• _WORK TO COMPLETE_:
In the records that follow, the lines from the one containing "clauses must match." to the one containing "fn hash<H: Hasher>(&self, state: &mut", inclusive, are to be given again exactly.

START THE RECORDS

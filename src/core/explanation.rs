use std::fmt;

use serde::Serialize;

/// How a score was computed, as a tree of factors.
#[derive(Debug, Clone, PartialEq, Serialize)]
pub struct Explanation {
    value: f32,
    description: String,
    details: Vec<Explanation>,
    is_match: bool,
}

impl Explanation {
    /// A positive value counts as a match.
    pub fn new(value: f32, description: impl Into<String>) -> Self {
        Self { value, description: description.into(), details: vec![], is_match: value > 0.0 }
    }

    pub fn with_match(is_match: bool, value: f32, description: impl Into<String>) -> Self {
        Self { value, description: description.into(), details: vec![], is_match }
    }

    pub fn no_match(description: impl Into<String>) -> Self {
        Self::with_match(false, 0.0, description)
    }

    pub fn value(&self) -> f32 {
        self.value
    }

    pub fn description(&self) -> &str {
        &self.description
    }

    pub fn details(&self) -> &[Explanation] {
        &self.details
    }

    pub fn is_match(&self) -> bool {
        self.is_match
    }

    pub fn set_value(&mut self, value: f32) {
        self.value = value;
    }

    pub fn set_match(&mut self, is_match: bool) {
        self.is_match = is_match;
    }

    pub fn set_description(&mut self, description: impl Into<String>) {
        self.description = description.into();
    }

    pub fn add_detail(&mut self, detail: Explanation) {
        self.details.push(detail);
    }

    pub fn with_detail(mut self, detail: Explanation) -> Self {
        self.details.push(detail);
        self
    }

    fn write_indented(&self, f: &mut fmt::Formatter<'_>, depth: usize) -> fmt::Result {
        writeln!(f, "{:indent$}{} = {}", "", self.value, self.description, indent = depth * 2)?;
        for detail in &self.details {
            detail.write_indented(f, depth + 1)?;
        }
        Ok(())
    }
}

impl fmt::Display for Explanation {
    fn fmt(&self, f: &mut fmt::Formatter<'_>) -> fmt::Result {
        self.write_indented(f, 0)
    }
}
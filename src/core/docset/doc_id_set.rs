use crate::core::docset::DocIdSetIterator;
use crate::Result;

/// A set of doc ids that can be iterated any number of times.
pub trait DocIdSet: Send + Sync {
    /// `None` means the set is empty.
    fn iterator(&self) -> Result<Option<Box<dyn DocIdSetIterator>>>;

    /// Whether the set can be kept around cheaply (no index handles, fast random access).
    fn is_cacheable(&self) -> bool {
        false
    }
}
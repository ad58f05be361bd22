mod posting_list;
mod posting_list_builder;
mod posting_list_iterator;

pub use posting_list::{PostingEntry, PostingList};
pub use posting_list_builder::PostingListBuilder;
pub use posting_list_iterator::PostingListIterator;
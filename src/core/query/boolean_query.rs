use std::collections::BTreeSet;
use std::hash::{Hash, Hasher};
use std::sync::Arc;

use ordered_float::OrderedFloat;

use crate::common::constants::DEFAULT_MAX_CLAUSE_COUNT;
use crate::common::DocId;
use crate::core::index::{IndexReader, Term};
use crate::core::query::weight::ensure_normalized;
use crate::core::query::{boost_suffix, BooleanClause, Occur, Query, QueryNode, Weight, WeightEnum};
use crate::core::scorer::{BooleanScorer, ScorerEnum};
use crate::core::searcher::IndexSearcher;
use crate::core::similarity::Similarity;
use crate::core::Explanation;
use crate::{Result, SearchError};

/// Combines clauses with [`Occur`] rules.
#[derive(Debug, Clone)]
pub struct BooleanQuery {
    clauses: Vec<BooleanClause>,
    minimum_should_match: usize,
    disable_coord: bool,
    boost: OrderedFloat<f32>,
    max_clause_count: usize,
}

impl BooleanQuery {
    pub fn new() -> Self {
        Self {
            clauses: vec![],
            minimum_should_match: 0,
            disable_coord: false,
            boost: OrderedFloat(1.0),
            max_clause_count: DEFAULT_MAX_CLAUSE_COUNT,
        }
    }

    /// Without coord, matching more clauses doesn't raise the score beyond the sum.
    pub fn with_disable_coord(mut self, disable_coord: bool) -> Self {
        self.disable_coord = disable_coord;
        self
    }

    pub fn is_coord_disabled(&self) -> bool {
        self.disable_coord
    }

    /// At least this many `Should` clauses must match.
    pub fn set_minimum_should_match(&mut self, minimum: usize) {
        self.minimum_should_match = minimum;
    }

    pub fn minimum_should_match(&self) -> usize {
        self.minimum_should_match
    }

    pub fn set_max_clause_count(&mut self, max_clause_count: usize) {
        self.max_clause_count = max_clause_count;
    }

    pub fn add(&mut self, query: Query, occur: Occur) -> Result<()> {
        self.add_clause(BooleanClause::new(query, occur))
    }

    pub fn add_clause(&mut self, clause: BooleanClause) -> Result<()> {
        if self.clauses.len() >= self.max_clause_count {
            return Err(SearchError::TooManyClauses(self.max_clause_count));
        }
        self.clauses.push(clause);
        Ok(())
    }

    pub fn clauses(&self) -> &[BooleanClause] {
        &self.clauses
    }
}

impl Default for BooleanQuery {
    fn default() -> Self {
        Self::new()
    }
}

impl PartialEq for BooleanQuery {
    fn eq(&self, other: &Self) -> bool {
        self.clauses == other.clauses
            && self.minimum_should_match == other.minimum_should_match
            && self.disable_coord == other.disable_coord
            && self.boost == other.boost
    }
}

impl Eq for BooleanQuery {}

impl Hash for BooleanQuery {
    fn hash<H: Hasher>(&self, state: &mut H) {
        self.clauses.hash(state);
        self.minimum_should_match.hash(state);
        self.disable_coord.hash(state);
        self.boost.hash(state);
    }
}

impl QueryNode for BooleanQuery {
    fn boost(&self) -> f32 {
        self.boost.0
    }

    fn set_boost(&mut self, boost: f32) {
        self.boost = OrderedFloat(boost);
    }

    fn rewrite(&self, searcher: &IndexSearcher<'_>) -> Result<Query> {
        if let [clause] = self.clauses.as_slice() {
            if self.minimum_should_match == 0 && !clause.is_prohibited() {
                let mut query = clause.query().rewrite(searcher)?;
                if self.boost() != 1.0 {
                    query.set_boost(query.boost() * self.boost());
                }
                return Ok(query);
            }
        }
        let mut rewritten = self.clone();
        for clause in rewritten.clauses.iter_mut() {
            let query = clause.query().rewrite(searcher)?;
            *clause.query_mut() = query;
        }
        Ok(rewritten.into())
    }

    fn create_weight(&self, searcher: &IndexSearcher<'_>) -> Result<WeightEnum> {
        Ok(BooleanWeight::new(self.clone(), searcher)?.into())
    }

    fn extract_terms(&self, terms: &mut BTreeSet<Term>) -> Result<()> {
        for clause in &self.clauses {
            clause.query().extract_terms(terms)?;
        }
        Ok(())
    }

    fn to_query_string(&self, default_field: &str) -> String {
        let clauses: Vec<String> = self
            .clauses
            .iter()
            .map(|clause| match clause.query() {
                Query::Boolean(nested) => format!("{}({})", clause.occur(), nested.to_query_string(default_field)),
                query => format!("{}{}", clause.occur(), query.to_query_string(default_field)),
            })
            .collect();
        let mut out = clauses.join(" ");
        if self.boost() != 1.0 || self.minimum_should_match > 0 {
            out = format!("({})", out);
        }
        if self.minimum_should_match > 0 {
            out.push_str(&format!("~{}", self.minimum_should_match));
        }
        out.push_str(&boost_suffix(self.boost()));
        out
    }
}

pub struct BooleanWeight {
    query: BooleanQuery,
    similarity: Arc<dyn Similarity>,
    weights: Vec<WeightEnum>,
    normalized: bool,
}

impl BooleanWeight {
    pub fn new(query: BooleanQuery, searcher: &IndexSearcher<'_>) -> Result<Self> {
        let max_clause_count = searcher.config().max_clause_count;
        if query.clauses.len() > max_clause_count {
            return Err(SearchError::TooManyClauses(max_clause_count));
        }
        let weights = query.clauses.iter().map(|clause| clause.query().create_weight(searcher)).collect::<Result<_>>()?;
        Ok(Self { similarity: searcher.similarity().clone(), query, weights, normalized: false })
    }

    fn coord(&self, overlap: usize, max_overlap: usize) -> f32 {
        match self.query.disable_coord || max_overlap == 0 {
            true => 1.0,
            false => self.similarity.coord(overlap, max_overlap),
        }
    }

    /// Non-prohibited clauses, matched or not.
    fn max_coord(&self) -> usize {
        self.query.clauses.iter().filter(|clause| !clause.is_prohibited()).count()
    }

    fn clauses(&self) -> impl Iterator<Item = (&BooleanClause, &WeightEnum)> {
        self.query.clauses.iter().zip(self.weights.iter())
    }
}

impl Weight for BooleanWeight {
    fn value(&self) -> f32 {
        self.query.boost()
    }

    fn sum_of_squared_weights(&mut self) -> Result<f32> {
        let mut sum = 0.0;
        for (clause, weight) in self.query.clauses.iter().zip(self.weights.iter_mut()) {
            let squared = weight.sum_of_squared_weights()?;
            if !clause.is_prohibited() {
                sum += squared;
            }
        }
        let boost = self.query.boost();
        Ok(sum * boost * boost)
    }

    fn normalize(&mut self, norm: f32) {
        let norm = norm * self.query.boost();
        for weight in self.weights.iter_mut() {
            weight.normalize(norm);
        }
        self.normalized = true;
    }

    fn is_normalized(&self) -> bool {
        self.normalized
    }

    fn scorer<'r>(&self, reader: &'r dyn IndexReader) -> Result<Option<ScorerEnum<'r>>> {
        ensure_normalized(self.normalized, &self.query.to_query_string(""))?;
        let mut required = vec![];
        let mut prohibited = vec![];
        let mut optional = vec![];
        for (clause, weight) in self.clauses() {
            match (weight.scorer(reader)?, clause.occur()) {
                (None, Occur::Must) => return Ok(None),
                (None, _) => {}
                (Some(scorer), Occur::Must) => required.push(scorer),
                (Some(scorer), Occur::MustNot) => prohibited.push(scorer),
                (Some(scorer), Occur::Should) => optional.push(scorer),
            }
        }
        let minimum_should_match = self.query.minimum_should_match;
        if (required.is_empty() && optional.is_empty()) || optional.len() < minimum_should_match {
            return Ok(None);
        }

        let max_coord = self.max_coord();
        let coord_factors = (0..=max_coord).map(|overlap| self.coord(overlap, max_coord)).collect();
        let scorer = BooleanScorer::new(required, prohibited, optional, minimum_should_match, coord_factors)?;
        Ok(Some(scorer.into()))
    }

    fn explain(&self, reader: &dyn IndexReader, doc: DocId) -> Result<Explanation> {
        let mut sum_expl = Explanation::new(0.0, "sum of:");
        let mut coord = 0;
        let mut sum = 0.0;
        let mut fail = false;
        let mut should_match_count = 0;
        for (clause, weight) in self.clauses() {
            let expl = weight.explain(reader, doc)?;
            if expl.is_match() {
                if clause.is_prohibited() {
                    let detail = Explanation::new(0.0, format!("match on prohibited clause ({})", clause.query()));
                    sum_expl.add_detail(detail.with_detail(expl));
                    fail = true;
                } else {
                    sum += expl.value();
                    coord += 1;
                    sum_expl.add_detail(expl);
                }
                if clause.occur() == Occur::Should {
                    should_match_count += 1;
                }
            } else if clause.is_required() {
                let detail = Explanation::new(0.0, format!("no match on required clause ({})", clause.query()));
                sum_expl.add_detail(detail.with_detail(expl));
                fail = true;
            }
        }

        if fail {
            sum_expl.set_match(false);
            sum_expl.set_value(0.0);
            sum_expl.set_description("Failure to meet condition(s) of required/prohibited clause(s)");
            return Ok(sum_expl);
        }
        if should_match_count < self.query.minimum_should_match {
            sum_expl.set_match(false);
            sum_expl.set_value(0.0);
            sum_expl.set_description(format!(
                "Failure to match minimum number of optional clauses: {}",
                self.query.minimum_should_match
            ));
            return Ok(sum_expl);
        }

        sum_expl.set_match(coord > 0);
        sum_expl.set_value(sum);
        let max_coord = self.max_coord();
        let coord_factor = self.coord(coord, max_coord);
        if coord_factor == 1.0 {
            return Ok(sum_expl);
        }
        let is_match = sum_expl.is_match();
        Ok(Explanation::with_match(is_match, sum * coord_factor, "product of:")
            .with_detail(sum_expl)
            .with_detail(Explanation::new(coord_factor, format!("coord({}/{})", coord, max_coord))))
    }
}
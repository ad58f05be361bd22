use crate::common::DocId;
use crate::core::collector::Collector;
use crate::core::scorer::{ScoreCachingWrappingScorer, Scorer};
use crate::Result;

/// Passes on only the docs scoring above zero.
#[derive(Debug)]
pub struct PositiveScoresOnlyCollector<C> {
    inner: C,
}

impl<C: Collector> PositiveScoresOnlyCollector<C> {
    pub fn new(inner: C) -> Self {
        Self { inner }
    }

    pub fn into_inner(self) -> C {
        self.inner
    }
}

impl<C: Collector> Collector for PositiveScoresOnlyCollector<C> {
    fn collect(&mut self, doc: DocId, scorer: &mut dyn Scorer) -> Result<()> {
        // the downstream collector reads the score again
        let mut scorer = ScoreCachingWrappingScorer::new(scorer);
        if scorer.score()? > 0.0 {
            self.inner.collect(doc, &mut scorer)?;
        }
        Ok(())
    }

    fn accepts_docs_out_of_order(&self) -> bool {
        self.inner.accepts_docs_out_of_order()
    }
}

END THE RECORDS

• _THE COMPLETED TASK_:
    /// At least this many `Should` clauses must match.
    pub fn set_minimum_should_match(&mut self, minimum: usize) {
        self.minimum_should_match = minimum;
    }

    pub fn minimum_should_match(&self) -> usize {
        self.minimum_should_match
    }

    pub fn set_max_clause_count(&mut self, max_clause_count: usize) {
        self.max_clause_count = max_clause_count;
    }

    pub fn add(&mut self, query: Query, occur: Occur) -> Result<()> {
        self.add_clause(BooleanClause::new(query, occur))
    }

    pub fn add_clause(&mut self, clause: BooleanClause) -> Result<()> {
        if self.clauses.len() >= self.max_clause_count {
            return Err(SearchError::TooManyClauses(self.max_clause_count));
        }
        self.clauses.push(clause);
        Ok(())
    }

    pub fn clauses(&self) -> &[BooleanClause] {
        &self.clauses
    }
}

impl Default for BooleanQuery {
    fn default() -> Self {
        Self::new()
    }
}

impl PartialEq for BooleanQuery {
    fn eq(&self, other: &Self) -> bool {
        self.clauses == other.clauses
            && self.minimum_should_match == other.minimum_should_match
            && self.disable_coord == other.disable_coord
            && self.boost == other.boost
    }
}

impl Eq for BooleanQuery {}

impl Hash for BooleanQuery {
    fn hash<H: Hasher>(&self, state: &mut H) {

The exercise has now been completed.